Harris Launches Ad Blitz Hitting Trump Over Project 2025
Taxes

Harris Launches Ad Blitz Hitting Trump Over Project 2025

Screenshot of Harris campaign ad

Democrats and Vice President Kamala Harris’s campaign continue to hammer former President Donald Trump over Project 2025, the 922-page conservative agenda for the next Republican administration developed as a project of the Heritage Foundation.

The Harris camp launched a new ad blitz Wednesday seeking to tie Trump, the 2024 Republican presidential nominee, to the controversial right-wing policy plan. In a 60-second spot, the Harris campaign calls Project 2025 a “blueprint to make Donald Trump the most powerful president ever, overhauling the Department of Justice, giving Trump the unchecked power to seek vengeance, eliminating the Department of Education and defunding K-12 schools, requiring the government to monitor women’s pregnancies and severe cuts to Medicare and Social Security.”

The ad includes video of Trump talking about revenge, before concluding with a final warning. “Donald Trump may try to deny it, but those are Donald Trump’s plans,” the narrator says. “He’ll take control. We’ll pay the price.”

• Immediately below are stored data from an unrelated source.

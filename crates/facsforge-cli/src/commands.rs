//! サブコマンド本体

use std::collections::{BTreeMap, HashMap};
use std::fs;
use std::path::{Path, PathBuf};

use anyhow::{Context, Result, bail};
use facsforge_core::{EventTable, Experiment, GatingReport, Populations, run_gating};

use crate::io::{
    SummaryRow, gated_file_name, read_csv_header, read_events_csv, write_events_csv,
    write_merged_events_csv, write_summary_csv, write_thresholds_json,
};

/// マージ出力のディレクトリ名
pub const MERGED_DIR: &str = "merged";

/// ファイル名の拡張子を除いた部分をサンプル ID にする
pub fn sample_id_of(path: &Path) -> String {
    path.file_stem()
        .map(|s| s.to_string_lossy().into_owned())
        .unwrap_or_else(|| path.display().to_string())
}

/// 各ファイルのサンプル ID を求める
///
/// 複数サンプルの出力先は `outdir/<sample_id>/` なので、ID の重複はエラーにする。
pub fn unique_sample_ids(events: &[PathBuf]) -> Result<Vec<String>> {
    let mut seen: HashMap<String, &Path> = HashMap::new();
    let mut ids = Vec::with_capacity(events.len());
    for path in events {
        let id = sample_id_of(path);
        if let Some(first) = seen.insert(id.clone(), path) {
            bail!(
                "duplicate sample id '{id}' ({} and {}); rename one of the event files",
                first.display(),
                path.display()
            );
        }
        ids.push(id);
    }
    Ok(ids)
}

/// 集団ごとの件数と親に対する割合
pub fn summarize(root: &EventTable, populations: &Populations, sample_id: &str) -> Vec<SummaryRow> {
    populations
        .iter()
        .map(|pop| {
            let parent_events = match pop.parent.as_deref() {
                Some(p) => populations.get(p).map_or(0, EventTable::len),
                None => root.len(),
            };
            let percent_of_parent = if parent_events == 0 {
                0.0
            } else {
                100.0 * pop.table.len() as f64 / parent_events as f64
            };
            SummaryRow {
                population: pop.name.clone(),
                parent: pop.parent.clone().unwrap_or_default(),
                events: pop.table.len(),
                percent_of_parent,
                sample_id: sample_id.to_string(),
            }
        })
        .collect()
}

/// 対象集団の CSV を書き出す
fn export_populations(
    outdir: &Path,
    populations: &Populations,
    experiment: &Experiment,
    sample_id: Option<&str>,
) -> Result<()> {
    for pop in populations.iter().filter(|p| experiment.is_of_interest(&p.name)) {
        let path = outdir.join(gated_file_name(&pop.name));
        write_events_csv(&path, &pop.table, sample_id)?;
        log::info!("Saved {} ({} events)", path.display(), pop.table.len());
    }
    Ok(())
}

/// 1サンプルを解析して `outdir` に書き出す
///
/// `tag_sample` なら出力 CSV に `sample_id` 列を付ける。
/// 致命的エラーの場合も、それまでに解決できた集団は書き出してからエラーを返す。
pub fn analyze_sample(
    events_path: &Path,
    experiment: &Experiment,
    outdir: &Path,
    tag_sample: bool,
) -> Result<(EventTable, GatingReport)> {
    fs::create_dir_all(outdir)
        .with_context(|| format!("Failed to create output directory {}", outdir.display()))?;
    let sample_id = sample_id_of(events_path);
    let events = read_events_csv(events_path)?;
    let tag = tag_sample.then_some(sample_id.as_str());

    let report = match run_gating(&events, experiment) {
        Ok(report) => report,
        Err(failure) => {
            log::warn!(
                "Exporting {} population(s) resolved before the failure",
                failure.partial.len()
            );
            export_populations(outdir, &failure.partial, experiment, tag)?;
            return Err(anyhow::Error::new(failure)
                .context(format!("Gating failed for sample '{sample_id}'")));
        }
    };

    for warning in &report.warnings {
        log::warn!("[{sample_id}] {warning}");
    }

    export_populations(outdir, &report.populations, experiment, tag)?;
    write_thresholds_json(&outdir.join("thresholds.json"), &report.thresholds)?;
    let summary = summarize(&events, &report.populations, &sample_id);
    write_summary_csv(&outdir.join("summary.csv"), &summary)?;
    log::info!("[{sample_id}] results written to {}", outdir.display());

    Ok((events, report))
}

/// `analyze` サブコマンド
///
/// 1サンプルなら `outdir` 直下、複数なら `outdir/<sample>/` とマージ結果 `outdir/merged/`。
pub fn analyze(events: &[PathBuf], config: &Path, outdir: &Path) -> Result<()> {
    if events.is_empty() {
        bail!("no event files given");
    }
    let experiment = Experiment::load(config)
        .with_context(|| format!("Failed to load experiment config {}", config.display()))?;

    if let [single] = events {
        analyze_sample(single, &experiment, outdir, false)?;
        return Ok(());
    }

    let sample_ids = unique_sample_ids(events)?;
    let mut merged: BTreeMap<String, Vec<(String, EventTable)>> = BTreeMap::new();
    let mut order: Vec<String> = Vec::new();
    let mut summary = Vec::new();

    for (path, sample_id) in events.iter().zip(&sample_ids) {
        let (root, report) = analyze_sample(path, &experiment, &outdir.join(sample_id), true)?;
        summary.extend(summarize(&root, &report.populations, sample_id));
        for pop in report.populations.iter().filter(|p| experiment.is_of_interest(&p.name)) {
            if !merged.contains_key(&pop.name) {
                order.push(pop.name.clone());
            }
            merged
                .entry(pop.name.clone())
                .or_default()
                .push((sample_id.clone(), pop.table.clone()));
        }
    }

    let merged_dir = outdir.join(MERGED_DIR);
    fs::create_dir_all(&merged_dir)
        .with_context(|| format!("Failed to create output directory {}", merged_dir.display()))?;
    for name in &order {
        if let Some(parts) = merged.get(name) {
            let path = merged_dir.join(gated_file_name(name));
            write_merged_events_csv(&path, parts)?;
            log::info!("Saved merged {} ({} samples)", path.display(), parts.len());
        }
    }
    write_summary_csv(&merged_dir.join("summary.csv"), &summary)?;
    log::info!("Multi-sample run complete: {} samples", events.len());
    Ok(())
}

/// `generate-config` サブコマンド: 全チャネルを ignore にした雛形を書く
pub fn generate_config(events: &Path, output: &Path) -> Result<()> {
    let columns = read_csv_header(events)?;
    let skeleton = Experiment::skeleton(&sample_id_of(events), columns.as_slice());
    let yaml = skeleton.to_yaml()?;
    fs::write(output, yaml).with_context(|| format!("Failed to write {}", output.display()))?;
    log::info!("Wrote config skeleton with {} channels to {}", columns.len(), output.display());
    Ok(())
}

Trump has repeatedly tried to deny any connection to the sweeping project, claiming that he knows nothing about it. “I disagree with some of the things they’re saying and some of the things they’re saying are absolutely ridiculous and abysmal,” Trump said in a social media post early last month. “Anything they do, I wish them luck, but I have nothing to do with them.” Trump has also promised to protect Social Security and Medicare, including “no cuts” or changes to the retirement age.

But the former president has struggled to distance himself from Project 2025, in part because many of his advisers were involved in the effort and would be expected to join his administration for a second term — and in part because Democrats have latched onto the plan like a dog with a meaty bone.

The Harris team has made its focus on Project 2025 a core part of a $370 million paid media campaign it has reserved for the last couple of months of the election. The Project 2025 ad blitz is reportedly set to start this week on television and digital platforms across seven battleground states — and in the Palm Beach, Florida, market, where Trump’s Mar-a-Lago home is located.

A new analysis of Project 2025 tax plans: As Democrats look to use Project 2025 against Trump, the Center for American Progress, a left-leaning think tank, warned Tuesday that the tax plans in that conservative playbook would hit the middle class while benefitting the wealthy.

Project 2025 calls for an “intermediate tax reform” that would create just two tax brackets of 15% and 30% and eliminate most deductions, credits and exclusions. Capital gains and qualified dividends should be taxed at 15%, the plan says, and the corporate tax rate should be lowered to 18%.

The Center for American Progress analysis by Brendan Duke, senior director for economic policy at the think tank, says that the proposed changes would immediately raise taxes by $3,000 for the median family of four, earning about $110,000 a year. A typical individual earning about $40,000 a year would have his or her tax bill climb $950. Meanwhile, some 45,000 households making more than $10 million a year would get tax cuts averaging $1.5 million or more, potentially up to $2.4 million a year. A corporate tax rate of 18% would translate to some $24 billion in tax cuts for the 100 largest U.S. companies.

Project 2025 also calls for an eventual shift to a consumption tax, which it says “would minimize government’s distortion of private economic decisions and thus be the least economically harmful way to raise federal tax revenues.”

The CAP analysis says such a change would result in an average tax increase of $5,900 for the middle 20% of households and an average tax cut of $2 million for the top 0.1%. And inflation would see a one-time spike. “Replacing all income taxes with a value-added tax—a form of consumption tax—would require at least a 45 percent tax on goods and services, sending prices soaring,” CAP said in a press release.